The Calculated Fields Form WordPress plugin before version 5.2.62 contains a stored Cross-Site Scripting (XSS) vulnerability that affects high-privilege users such as administrators. The vulnerability was discovered and publicly disclosed on April 9, 2025, and was assigned CVE-2024-13381. This security issue specifically impacts WordPress installations using the Calculated Fields Form plugin, particularly in multisite setups where unfiltered HTML capabilities are typically restricted (WPScan).

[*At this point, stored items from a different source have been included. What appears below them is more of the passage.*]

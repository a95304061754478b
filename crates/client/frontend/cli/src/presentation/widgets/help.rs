//! Key binding overlay.

use ratatui::{
    Frame,
    layout::Rect,
    style::{Color, Modifier, Style},
    text::{Line, Span},
    widgets::{Block, Borders, Clear, Paragraph},
};

const BINDINGS: &[(&str, &str)] = &[
    ("Tab", "switch panel"),
    ("j / k, arrows", "move selection"),
    ("g / G", "first / last row"),
    ("Esc", "clear selection"),
    ("a", "add combatant"),
    ("x, Del", "remove selected"),
    ("r / c", "rename / recolor"),
    ("d, Enter on details", "edit description"),
    ("D", "discard description draft"),
    ("H", "clear action history"),
    ("i", "record join battle successes"),
    ("R", "roll join battle dice"),
    ("w", "withdraw join roll"),
    ("b / e", "begin / end combat"),
    ("space, Enter", "act (speed and label)"),
    ("n", "join combat in progress"),
    ("t", "move to tick"),
    ("l", "leave combat"),
    ("u, ^Z / U, ^Y", "undo / redo"),
    ("^S / S", "save / save as"),
    ("^O, o", "save slots"),
    ("^N", "new session"),
    ("q", "quit"),
];

pub fn render(frame: &mut Frame, area: Rect) {
    let key_style = Style::default()
        .fg(Color::Yellow)
        .add_modifier(Modifier::BOLD);
    let lines: Vec<Line> = BINDINGS
        .iter()
        .map(|(keys, action)| {
            Line::from(vec![
                Span::styled(format!("{keys:>20}  "), key_style),
                Span::raw(*action),
            ])
        })
        .collect();

    let paragraph = Paragraph::new(lines).block(
        Block::default()
            .borders(Borders::ALL)
            .border_style(Style::default().fg(Color::Cyan))
            .title(" Keys "),
    );

    frame.render_widget(Clear, area);
    frame.render_widget(paragraph, area);
}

The vulnerability stems from inadequate sanitization and escaping of certain plugin settings. Specifically, the issue affects the Slider field settings where malicious JavaScript can be injected through the 'Max' field and field caption. The vulnerability has received varying CVSS scores, with NIST assigning a base score of 4.8 (MEDIUM) with vector CVSS:3.1/AV:N/AC:L/PR:H/UI:R/S:C/C:L/I:L/A:N, while CISA-ADP rated it at 3.5 (LOW) with vector CVSS:3.1/AV:N/AC:L/PR:H/UI:R/S:U/C:L/I:L/A:N. The vulnerability is classified under CWE-79: Improper Neutralization of Input During Web Page Generation (NVD).

When exploited, this vulnerability enables authenticated administrators to store and execute malicious JavaScript code on the website. The stored XSS attack can potentially affect other users who access the compromised forms, even in environments where unfiltered HTML is typically restricted. This is particularly concerning in multisite WordPress installations where content restrictions are normally enforced (WPScan).

The vulnerability has been patched in version 5.2.62 of the Calculated Fields Form plugin. Users are strongly advised to update to this version or later to mitigate the security risk (WPScan).